- [To do]
Below are lines of data, and only some are wanted. Please repeat exactly those from the line that has "use pagesmith::session::SessionStore;" through the line that has "Host to bind".
*** Data shown ***
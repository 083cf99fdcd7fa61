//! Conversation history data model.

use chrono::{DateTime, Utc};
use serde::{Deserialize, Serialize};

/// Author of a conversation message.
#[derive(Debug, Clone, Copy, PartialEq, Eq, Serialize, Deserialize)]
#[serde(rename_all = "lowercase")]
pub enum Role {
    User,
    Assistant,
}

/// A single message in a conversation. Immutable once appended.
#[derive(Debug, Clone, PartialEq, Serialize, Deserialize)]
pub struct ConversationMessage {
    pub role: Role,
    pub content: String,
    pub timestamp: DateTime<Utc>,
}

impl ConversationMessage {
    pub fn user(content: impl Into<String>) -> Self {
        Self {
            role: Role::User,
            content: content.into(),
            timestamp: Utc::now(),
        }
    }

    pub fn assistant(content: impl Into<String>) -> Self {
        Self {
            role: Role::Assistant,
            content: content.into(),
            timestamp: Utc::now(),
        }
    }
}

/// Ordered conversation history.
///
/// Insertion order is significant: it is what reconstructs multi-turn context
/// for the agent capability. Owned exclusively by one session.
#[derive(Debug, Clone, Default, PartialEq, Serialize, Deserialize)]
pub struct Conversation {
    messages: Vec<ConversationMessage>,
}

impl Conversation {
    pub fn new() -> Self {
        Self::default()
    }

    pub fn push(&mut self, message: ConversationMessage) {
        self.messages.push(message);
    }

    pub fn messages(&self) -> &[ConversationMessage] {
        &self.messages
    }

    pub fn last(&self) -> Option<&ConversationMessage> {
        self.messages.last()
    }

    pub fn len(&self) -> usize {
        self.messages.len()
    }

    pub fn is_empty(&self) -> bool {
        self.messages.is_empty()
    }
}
*** End of Data shown ***
*** Data shown ***
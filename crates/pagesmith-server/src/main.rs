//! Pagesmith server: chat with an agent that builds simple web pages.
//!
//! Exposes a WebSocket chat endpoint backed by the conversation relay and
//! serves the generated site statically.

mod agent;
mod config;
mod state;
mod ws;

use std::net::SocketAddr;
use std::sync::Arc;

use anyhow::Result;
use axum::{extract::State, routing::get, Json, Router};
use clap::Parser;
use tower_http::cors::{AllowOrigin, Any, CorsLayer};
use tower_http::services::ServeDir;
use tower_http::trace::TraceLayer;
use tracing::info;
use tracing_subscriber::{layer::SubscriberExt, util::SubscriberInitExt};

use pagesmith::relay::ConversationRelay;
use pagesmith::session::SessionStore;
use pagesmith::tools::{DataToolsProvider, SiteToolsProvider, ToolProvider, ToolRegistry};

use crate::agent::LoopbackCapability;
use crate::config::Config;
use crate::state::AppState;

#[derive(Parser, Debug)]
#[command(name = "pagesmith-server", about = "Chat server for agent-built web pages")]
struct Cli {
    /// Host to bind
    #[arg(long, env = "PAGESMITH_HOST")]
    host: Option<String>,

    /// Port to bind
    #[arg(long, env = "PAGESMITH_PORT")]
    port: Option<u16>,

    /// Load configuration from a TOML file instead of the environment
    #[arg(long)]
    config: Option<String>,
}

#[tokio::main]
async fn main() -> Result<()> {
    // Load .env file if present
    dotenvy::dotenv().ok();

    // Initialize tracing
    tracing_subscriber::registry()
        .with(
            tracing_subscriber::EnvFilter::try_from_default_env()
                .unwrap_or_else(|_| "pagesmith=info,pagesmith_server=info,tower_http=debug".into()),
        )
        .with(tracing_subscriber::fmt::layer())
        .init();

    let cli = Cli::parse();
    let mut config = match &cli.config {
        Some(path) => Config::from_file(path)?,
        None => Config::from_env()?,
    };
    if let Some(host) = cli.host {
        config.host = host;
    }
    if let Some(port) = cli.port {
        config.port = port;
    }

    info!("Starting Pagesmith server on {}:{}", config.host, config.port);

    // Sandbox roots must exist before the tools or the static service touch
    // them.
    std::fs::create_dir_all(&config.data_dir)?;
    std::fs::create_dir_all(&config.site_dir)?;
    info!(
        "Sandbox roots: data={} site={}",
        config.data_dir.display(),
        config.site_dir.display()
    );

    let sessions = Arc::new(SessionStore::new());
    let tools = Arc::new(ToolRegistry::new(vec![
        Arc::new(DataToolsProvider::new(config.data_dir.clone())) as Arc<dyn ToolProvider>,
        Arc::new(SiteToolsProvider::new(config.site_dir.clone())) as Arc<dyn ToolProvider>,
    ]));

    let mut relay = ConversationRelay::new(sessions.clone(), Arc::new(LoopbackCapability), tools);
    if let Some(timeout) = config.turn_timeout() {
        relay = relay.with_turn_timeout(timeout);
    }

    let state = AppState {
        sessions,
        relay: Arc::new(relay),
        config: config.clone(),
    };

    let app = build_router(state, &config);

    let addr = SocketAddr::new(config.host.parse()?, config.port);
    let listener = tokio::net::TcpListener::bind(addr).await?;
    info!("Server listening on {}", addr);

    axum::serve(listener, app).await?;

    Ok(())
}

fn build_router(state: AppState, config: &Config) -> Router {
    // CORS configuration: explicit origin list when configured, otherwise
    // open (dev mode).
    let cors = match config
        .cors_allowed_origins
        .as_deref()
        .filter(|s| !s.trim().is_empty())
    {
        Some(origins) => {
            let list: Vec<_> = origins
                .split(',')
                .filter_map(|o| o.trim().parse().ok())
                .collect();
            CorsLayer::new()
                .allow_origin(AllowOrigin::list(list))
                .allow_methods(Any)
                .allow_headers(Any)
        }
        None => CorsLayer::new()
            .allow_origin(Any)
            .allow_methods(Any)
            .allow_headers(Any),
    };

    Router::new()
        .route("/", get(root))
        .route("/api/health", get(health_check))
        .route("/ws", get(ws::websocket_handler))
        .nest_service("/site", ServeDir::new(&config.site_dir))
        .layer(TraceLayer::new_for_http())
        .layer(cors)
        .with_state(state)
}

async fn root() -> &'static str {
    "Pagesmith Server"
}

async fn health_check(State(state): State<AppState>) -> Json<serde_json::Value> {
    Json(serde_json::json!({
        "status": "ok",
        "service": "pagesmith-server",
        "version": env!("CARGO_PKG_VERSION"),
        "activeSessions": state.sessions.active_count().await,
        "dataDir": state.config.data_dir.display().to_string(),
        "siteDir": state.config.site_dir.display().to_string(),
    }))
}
*** End of Data shown ***
- [Solution to the problem]
use pagesmith::session::SessionStore;
use pagesmith::tools::{DataToolsProvider, SiteToolsProvider, ToolProvider, ToolRegistry};

use crate::agent::LoopbackCapability;
use crate::config::Config;
use crate::state::AppState;

#[derive(Parser, Debug)]
#[command(name = "pagesmith-server", about = "Chat server for agent-built web pages")]
struct Cli {
    /// Host to bind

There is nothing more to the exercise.